Northern Blot Analysis—Two probes were generated to detect the N- and C-terminal regions of Neur2. The PCR primers for the N-terminal probe (5'-probe) were Neur2NL (TCTGCAACGGAGTCACCT) and Neur2NR (GTCGATGAGTGCCCAGAGT). The PCR primers for the C-terminal probe (3'-probe) were Neur2CL (AGGATGACAGCGATTCAGAC) and Neur2CR (CTACGGCCTGTAGATCTTG). For expression analysis in adult mouse tissues, the MTN^TM mouse multiple tissue Northern blot (Clontech) was hybridized with both probes.

Transfections and Western Blotting—Human embryonic kidney (HEK) 293A cells were grown in Dulbecco's modified Eagle's medium containing 10% fetal bovine serum and antibiotics. Cells were transfected with appropriate amounts of plasmid DNA using Lipofectamine Plus (Invitrogen). At 24-48 h post-transfection, cells were harvested in 1 ml of lysis buffer (10 mM Tris (pH 7.5), 150 mM NaCl, and 5 mM EDTA) containing protease inhibitors (Roche Applied Science). Western blotting was performed as described (16).

Immunoprecipitation—HEK 293A cells were transfected with 4 µg of plasmid DNA/10-cm plate and then resuspended in immunoprecipitation buffer (50 mM HEPES/NaOH (pH 7.5), 3 mM EDTA, 3 mM CaCl₂, 80 mM NaCl, 1% Triton X-100, and 5 mM dithiothreitol). Immunoprecipitation was performed as described (16). Immunoreactive proteins were analyzed by immunoblotting with anti-Myc antibody (Santa Cruz Biotechnology, Inc.) or anti-ubiquitin (Ub) antibody (clone P4D1; Santa Cruz Biotechnology, Inc.), followed by either horseradish peroxidase-conjugated goat anti-mouse antibody (Promega Corp.) or horseradish peroxidase-conjugated anti-HA antibody (Santa Cruz Biotechnology, Inc.).

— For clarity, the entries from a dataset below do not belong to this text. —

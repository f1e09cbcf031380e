use std::collections::BTreeMap;

use axum::{
    http::StatusCode,
    response::{IntoResponse, Response},
    Json,
};
use serde::Serialize;
use thiserror::Error;
use tracing::error;

use crate::sessions::dto::SessionView;
use crate::sessions::repo_types::StudySession;

/// Field name -> messages, in the shape returned to clients.
pub type FieldErrors = BTreeMap<&'static str, Vec<String>>;

#[derive(Error, Debug)]
pub enum TrackerError {
    #[error("invalid input")]
    Validation(FieldErrors),
    #[error("no open session")]
    NoOpenSession,
    #[error("a session is already open")]
    Conflict(Box<StudySession>),
    #[error(transparent)]
    Store(#[from] anyhow::Error),
}

impl TrackerError {
    pub fn field(name: &'static str, message: impl Into<String>) -> Self {
        let mut fields = FieldErrors::new();
        fields.insert(name, vec![message.into()]);
        TrackerError::Validation(fields)
    }
}

#[derive(Serialize)]
struct ErrorBody {
    code: u16,
    message: String,
    #[serde(skip_serializing_if = "Option::is_none")]
    fields: Option<FieldErrors>,
    #[serde(skip_serializing_if = "Option::is_none")]
    open_session: Option<SessionView>,
}

impl IntoResponse for TrackerError {
    fn into_response(self) -> Response {
        let message = self.to_string();
        let (status, fields, open_session) = match self {
            TrackerError::Validation(fields) => (StatusCode::BAD_REQUEST, Some(fields), None),
            TrackerError::NoOpenSession => (StatusCode::NOT_FOUND, None, None),
            TrackerError::Conflict(session) => {
                (StatusCode::CONFLICT, None, Some(SessionView::from(&*session)))
            }
            TrackerError::Store(e) => {
                error!(error = %e, "store failure");
                (StatusCode::INTERNAL_SERVER_ERROR, None, None)
            }
        };
        let body = Json(ErrorBody {
            code: status.as_u16(),
            message,
            fields,
            open_session,
        });
        (status, body).into_response()
    }
}

#[cfg(test)]
mod tests {
    use super::*;

    #[test]
    fn status_codes() {
        assert_eq!(
            TrackerError::field("category_id", "required").into_response().status(),
            StatusCode::BAD_REQUEST
        );
        assert_eq!(
            TrackerError::NoOpenSession.into_response().status(),
            StatusCode::NOT_FOUND
        );
        assert_eq!(
            TrackerError::Store(anyhow::anyhow!("boom")).into_response().status(),
            StatusCode::INTERNAL_SERVER_ERROR
        );
    }

    #[test]
    fn field_helper_builds_single_entry() {
        let TrackerError::Validation(fields) = TrackerError::field("target_minutes", "negative")
        else {
            panic!("expected validation error");
        };
        assert_eq!(fields.get("target_minutes").unwrap(), &vec!["negative".to_string()]);
    }
}
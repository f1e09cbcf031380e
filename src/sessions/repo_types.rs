use sqlx::FromRow;
use time::OffsetDateTime;
use uuid::Uuid;

/// Lifecycle of a session. `Open -> Closed`, never back.
#[derive(Debug, Clone, Copy, PartialEq, Eq, serde::Serialize)]
#[serde(rename_all = "lowercase")]
pub enum SessionState {
    Open,
    Closed,
}

/// Study session row joined with its category name.
#[derive(Debug, Clone, PartialEq, FromRow)]
pub struct StudySession {
    pub id: Uuid,
    pub user_id: Uuid,
    pub category_id: i64,
    pub category_name: String,
    pub start_time: OffsetDateTime,
    pub end_time: Option<OffsetDateTime>,
}

impl StudySession {
    pub fn state(&self) -> SessionState {
        match self.end_time {
            Some(_) => SessionState::Closed,
            None => SessionState::Open,
        }
    }

    /// Unrounded elapsed minutes; `None` while the session is open.
    pub fn elapsed_minutes(&self) -> Option<f64> {
        self.end_time
            .map(|end| (end - self.start_time).as_seconds_f64() / 60.0)
    }

    /// Elapsed minutes rounded to two decimals; `None` while open.
    pub fn duration_in_minutes(&self) -> Option<f64> {
        self.elapsed_minutes().map(round_minutes)
    }
}

pub fn round_minutes(minutes: f64) -> f64 {
    (minutes * 100.0).round() / 100.0
}

#[cfg(test)]
mod tests {
    use super::*;
    use time::macros::datetime;
    use time::Duration;

    fn session(end: Option<OffsetDateTime>) -> StudySession {
        StudySession {
            id: Uuid::new_v4(),
            user_id: Uuid::new_v4(),
            category_id: 1,
            category_name: "Reading".into(),
            start_time: datetime!(2024-05-01 09:00 UTC),
            end_time: end,
        }
    }

    #[test]
    fn open_session_has_no_duration() {
        let s = session(None);
        assert_eq!(s.state(), SessionState::Open);
        assert_eq!(s.duration_in_minutes(), None);
        assert_eq!(s.elapsed_minutes(), None);
    }

    #[test]
    fn closed_session_duration_in_minutes() {
        let s = session(Some(datetime!(2024-05-01 10:30 UTC)));
        assert_eq!(s.state(), SessionState::Closed);
        assert_eq!(s.duration_in_minutes(), Some(90.0));
    }

    #[test]
    fn duration_is_rounded_to_two_decimals() {
        // 10 seconds = 0.1666.. minutes
        let start = datetime!(2024-05-01 09:00 UTC);
        let s = session(Some(start + Duration::seconds(10)));
        assert_eq!(s.duration_in_minutes(), Some(0.17));
        assert!((s.elapsed_minutes().unwrap() - 10.0 / 60.0).abs() < 1e-12);
    }

    #[test]
    fn round_minutes_values() {
        assert_eq!(round_minutes(1.234), 1.23);
        assert_eq!(round_minutes(1.236), 1.24);
        assert_eq!(round_minutes(0.0), 0.0);
    }
}
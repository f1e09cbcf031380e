use serde::Serialize;
use sqlx::FromRow;
use uuid::Uuid;

/// Target minutes a user wants to reach for one category.
#[derive(Debug, Clone, PartialEq, Serialize, FromRow)]
pub struct Goal {
    pub id: Uuid,
    #[serde(skip_serializing)]
    pub user_id: Uuid,
    pub category_id: i64,
    #[serde(rename = "category")]
    pub category_name: String,
    pub target_minutes: f64,
}
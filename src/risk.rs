//! Mold-risk classification.
//!
//! A pure function of the current shower state and the latest reading —
//! deliberately memoryless, so the display can never show a stale risk level.

use crate::config::MonitorConfig;
use crate::fsm::StateId;

/// Mold-growth risk shown on the status panel.
#[derive(Debug, Clone, Copy, PartialEq, Eq)]
pub enum RiskLevel {
    /// No shower in progress — ambient conditions.
    None,
    /// Shower in progress, conditions below the mold envelope.
    Low,
    /// Shower in progress with sustained heat and humidity — prime mold
    /// conditions.
    High,
}

/// Classify the current tick.  Risk exists only while a shower is running;
/// it escalates to `High` when both humidity and temperature sit inside the
/// mold-growth envelope.
pub fn classify(
    state: StateId,
    humidity_pct: f32,
    temperature_c: f32,
    config: &MonitorConfig,
) -> RiskLevel {
    match state {
        StateId::Idle => RiskLevel::None,
        StateId::Showering => {
            if humidity_pct >= config.mold_humidity_pct
                && temperature_c >= config.mold_temperature_c
            {
                RiskLevel::High
            } else {
                RiskLevel::Low
            }
        }
    }
}

#[cfg(test)]
mod tests {
    use super::*;

    fn cfg() -> MonitorConfig {
        MonitorConfig::default()
    }

    #[test]
    fn idle_is_always_none() {
        let c = cfg();
        assert_eq!(classify(StateId::Idle, 99.0, 40.0, &c), RiskLevel::None);
        assert_eq!(classify(StateId::Idle, 0.0, -10.0, &c), RiskLevel::None);
    }

    #[test]
    fn showering_below_envelope_is_low() {
        let c = cfg();
        assert_eq!(classify(StateId::Showering, 65.0, 30.0, &c), RiskLevel::Low);
        assert_eq!(classify(StateId::Showering, 80.0, 20.0, &c), RiskLevel::Low);
    }

    #[test]
    fn showering_inside_envelope_is_high() {
        let c = cfg();
        assert_eq!(classify(StateId::Showering, 70.0, 25.0, &c), RiskLevel::High);
        assert_eq!(classify(StateId::Showering, 95.0, 32.0, &c), RiskLevel::High);
    }

    #[test]
    fn classification_has_no_memory() {
        let c = cfg();
        let first = classify(StateId::Showering, 72.0, 26.0, &c);
        // Interleave unrelated calls; identical inputs must stay identical.
        let _ = classify(StateId::Idle, 10.0, 5.0, &c);
        let _ = classify(StateId::Showering, 55.0, 18.0, &c);
        let again = classify(StateId::Showering, 72.0, 26.0, &c);
        assert_eq!(first, again);
    }
}
//! Hardware adapter — bridges real peripherals to domain port traits.
//!
//! Owns the sensor and actuator drivers, exposing them through
//! [`SensorPort`], [`TonePort`] and [`DisplayPort`].  This is the only
//! module in the system that touches actual hardware.  On non-espidf
//! targets, the underlying drivers use cfg-gated simulation stubs.

use crate::app::ports::{DisplayPort, SensorPort, TonePort};
use crate::clock::Instant;
use crate::drivers::buzzer::BuzzerDriver;
use crate::drivers::display::DisplayDriver;
use crate::fsm::context::EnvironmentalSample;
use crate::risk::RiskLevel;
use crate::sensors::aht20::Aht20Sensor;

/// Concrete adapter that combines all hardware behind port traits.
pub struct HardwareAdapter {
    sensor: Aht20Sensor,
    buzzer: BuzzerDriver,
    display: DisplayDriver,
}

impl HardwareAdapter {
    pub fn new(sensor: Aht20Sensor, buzzer: BuzzerDriver, display: DisplayDriver) -> Self {
        Self {
            sensor,
            buzzer,
            display,
        }
    }

    /// Silence the buzzer and clear the indicators — safe shutdown.
    pub fn all_off(&mut self) {
        self.buzzer.off();
    }
}

// ── SensorPort implementation ─────────────────────────────────

impl SensorPort for HardwareAdapter {
    fn sample(&mut self, now: Instant) -> EnvironmentalSample {
        let r = self.sensor.read();
        EnvironmentalSample {
            humidity_pct: r.humidity_pct,
            temperature_c: r.temperature_c,
            at: now,
        }
    }
}

// ── TonePort implementation ───────────────────────────────────

impl TonePort for HardwareAdapter {
    fn set_tone(&mut self, on: bool) {
        self.buzzer.set_tone(on);
    }

    fn set_phase_indicators(&mut self, a: bool, b: bool) {
        self.buzzer.set_indicators(a, b);
    }
}

// ── DisplayPort implementation ────────────────────────────────

impl DisplayPort for HardwareAdapter {
    fn render(&mut self, risk: RiskLevel, humidity: i32, temperature: i32) {
        self.display.render(risk, humidity, temperature);
    }
}
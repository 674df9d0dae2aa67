//! One-shot hardware peripheral initialization.
//!
//! Configures the I2C master, GPIO directions, and the LEDC buzzer channel
//! using raw ESP-IDF sys calls.  Called once from `main()` before the
//! control loop starts.

#[cfg(target_os = "espidf")]
use esp_idf_svc::sys::*;

// ── Error type ────────────────────────────────────────────────

/// Errors during one-shot peripheral initialization.
#[derive(Debug, Clone, Copy, PartialEq, Eq)]
pub enum HwInitError {
    I2cInitFailed(i32),
    GpioConfigFailed(i32),
    LedcInitFailed,
}

impl core::fmt::Display for HwInitError {
    fn fmt(&self, f: &mut core::fmt::Formatter<'_>) -> core::fmt::Result {
        match self {
            Self::I2cInitFailed(rc) => write!(f, "I2C master init failed (rc={})", rc),
            Self::GpioConfigFailed(rc) => write!(f, "GPIO config failed (rc={})", rc),
            Self::LedcInitFailed => write!(f, "LEDC timer/channel config failed"),
        }
    }
}

#[cfg(target_os = "espidf")]
use log::info;

use crate::pins;

#[cfg(target_os = "espidf")]
pub fn init_peripherals() -> Result<(), HwInitError> {
    // SAFETY: Called once from main() before the control loop; single-threaded.
    unsafe {
        init_i2c()?;
        init_gpio_outputs()?;
        init_ledc();
    }
    info!("hw_init: all peripherals configured");
    Ok(())
}

#[cfg(not(target_os = "espidf"))]
pub fn init_peripherals() -> Result<(), HwInitError> {
    log::info!("hw_init(sim): peripheral init skipped");
    Ok(())
}

// ── I2C master (AHT20) ────────────────────────────────────────

#[cfg(target_os = "espidf")]
const I2C_PORT: i32 = 0;
/// Per-transaction bus timeout in FreeRTOS ticks (~100 ms at the default
/// 10 ms tick).
#[cfg(target_os = "espidf")]
const I2C_TIMEOUT_TICKS: u32 = 10;

#[cfg(target_os = "espidf")]
unsafe fn init_i2c() -> Result<(), HwInitError> {
    let cfg = i2c_config_t {
        mode: i2c_mode_t_I2C_MODE_MASTER,
        sda_io_num: pins::I2C_SDA_GPIO,
        scl_io_num: pins::I2C_SCL_GPIO,
        sda_pullup_en: true,
        scl_pullup_en: true,
        __bindgen_anon_1: i2c_config_t__bindgen_ty_1 {
            master: i2c_config_t__bindgen_ty_1__bindgen_ty_1 {
                clk_speed: pins::I2C_FREQ_HZ,
            },
        },
        ..Default::default()
    };

    let ret = unsafe { i2c_param_config(I2C_PORT, &cfg) };
    if ret != ESP_OK as i32 {
        return Err(HwInitError::I2cInitFailed(ret));
    }
    let ret = unsafe { i2c_driver_install(I2C_PORT, i2c_mode_t_I2C_MODE_MASTER, 0, 0, 0) };
    if ret != ESP_OK as i32 {
        return Err(HwInitError::I2cInitFailed(ret));
    }

    info!("hw_init: I2C master configured (SDA={}, SCL={})", pins::I2C_SDA_GPIO, pins::I2C_SCL_GPIO);
    Ok(())
}

/// Write `data` to a device.  Returns the raw ESP error code on failure.
#[cfg(target_os = "espidf")]
pub fn i2c_write(addr: u8, data: &[u8]) -> Result<(), i32> {
    // SAFETY: The I2C driver was installed in init_i2c(); main-loop only.
    let ret = unsafe {
        i2c_master_write_to_device(I2C_PORT, addr, data.as_ptr(), data.len(), I2C_TIMEOUT_TICKS)
    };
    if ret == ESP_OK as i32 { Ok(()) } else { Err(ret) }
}

#[cfg(not(target_os = "espidf"))]
pub fn i2c_write(_addr: u8, _data: &[u8]) -> Result<(), i32> {
    Ok(())
}

/// Read into `buf` from a device.  Returns the raw ESP error code on failure.
#[cfg(target_os = "espidf")]
pub fn i2c_read(addr: u8, buf: &mut [u8]) -> Result<(), i32> {
    // SAFETY: The I2C driver was installed in init_i2c(); main-loop only.
    let ret = unsafe {
        i2c_master_read_from_device(I2C_PORT, addr, buf.as_mut_ptr(), buf.len(), I2C_TIMEOUT_TICKS)
    };
    if ret == ESP_OK as i32 { Ok(()) } else { Err(ret) }
}

#[cfg(not(target_os = "espidf"))]
pub fn i2c_read(_addr: u8, _buf: &mut [u8]) -> Result<(), i32> {
    Ok(())
}

// ── GPIO Outputs (debug indicators, TFT backlight) ────────────

#[cfg(target_os = "espidf")]
unsafe fn init_gpio_outputs() -> Result<(), HwInitError> {
    let output_pins = [
        pins::DEBUG_A_GPIO,
        pins::DEBUG_B_GPIO,
        pins::TFT_BACKLIGHT_GPIO,
    ];

    for &pin in &output_pins {
        let cfg = gpio_config_t {
            pin_bit_mask: 1u64 << pin,
            mode: gpio_mode_t_GPIO_MODE_OUTPUT,
            pull_up_en: gpio_pullup_t_GPIO_PULLUP_DISABLE,
            pull_down_en: gpio_pulldown_t_GPIO_PULLDOWN_DISABLE,
            intr_type: gpio_int_type_t_GPIO_INTR_DISABLE,
        };
        let ret = unsafe { gpio_config(&cfg) };
        if ret != ESP_OK as i32 {
            return Err(HwInitError::GpioConfigFailed(ret));
        }
        unsafe { gpio_set_level(pin, 0) };
    }

    info!("hw_init: GPIO outputs configured");
    Ok(())
}

#[cfg(target_os = "espidf")]
pub fn gpio_write(pin: i32, high: bool) {
    // SAFETY: gpio_set_level writes to an already-configured output pin;
    // pin was validated during init_gpio_outputs(). Main-loop only.
    unsafe {
        gpio_set_level(pin, if high { 1 } else { 0 });
    }
}

#[cfg(not(target_os = "espidf"))]
pub fn gpio_write(_pin: i32, _high: bool) {}

// ── LEDC PWM (buzzer tone) ────────────────────────────────────

#[cfg(target_os = "espidf")]
unsafe fn init_ledc() {
    // Timer 0: buzzer tone (1 kHz, 8-bit).
    // SAFETY: Called from single main-task context via init_peripherals().
    let timer0 = ledc_timer_config_t {
        speed_mode: ledc_mode_t_LEDC_LOW_SPEED_MODE,
        timer_num: ledc_timer_t_LEDC_TIMER_0,
        duty_resolution: ledc_timer_bit_t_LEDC_TIMER_8_BIT,
        freq_hz: pins::BUZZER_FREQ_HZ,
        clk_cfg: soc_periph_ledc_clk_src_legacy_t_LEDC_AUTO_CLK,
        ..Default::default()
    };
    unsafe {
        ledc_timer_config(&timer0);
    }

    // Channel 0: buzzer output.
    unsafe {
        ledc_channel_config(&ledc_channel_config_t {
            speed_mode: ledc_mode_t_LEDC_LOW_SPEED_MODE,
            channel: ledc_channel_t_LEDC_CHANNEL_0,
            timer_sel: ledc_timer_t_LEDC_TIMER_0,
            gpio_num: pins::BUZZER_GPIO,
            duty: 0,
            hpoint: 0,
            ..Default::default()
        });
    }

    info!("hw_init: LEDC configured (buzzer=CH0)");
}

pub const LEDC_CH_BUZZER: u32 = 0;

#[cfg(target_os = "espidf")]
pub fn ledc_set(channel: u32, duty: u8) {
    // SAFETY: LEDC channel was configured in init_ledc(); duty register
    // writes are race-free since only the main loop calls this function.
    unsafe {
        esp_idf_svc::sys::ledc_set_duty(ledc_mode_t_LEDC_LOW_SPEED_MODE, channel, duty as u32);
        esp_idf_svc::sys::ledc_update_duty(ledc_mode_t_LEDC_LOW_SPEED_MODE, channel);
    }
}

#[cfg(not(target_os = "espidf"))]
pub fn ledc_set(_channel: u32, _duty: u8) {}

In Vitro and in Vivo Ubiquitination Assays—In vitro ubiquitination assays were carried out using ubiquitin-activating enzyme (E1; 250 nM; Calbiochem), glutathione S-transferase (GST)-UbcH5a (2 µM; Calbiochem), and N-terminally His-tagged ubiquitin (100 µM; Sigma) in ubiquitination assay buffer (50 mM Tris (pH 7.4), 2 mM ATP, 0.5 mM MgCl₂, 0.1 mM dithiothreitol, 1 mM creatine phosphate, and 15 units of creatine phosphokinase). The purified GST-fused Neur1 and Neur2 RING finger domains and their mutants were added to the reactions. After incubation at room temperature for up to 90 min, the reactions were analyzed by Western blotting to detect ubiquitinated proteins.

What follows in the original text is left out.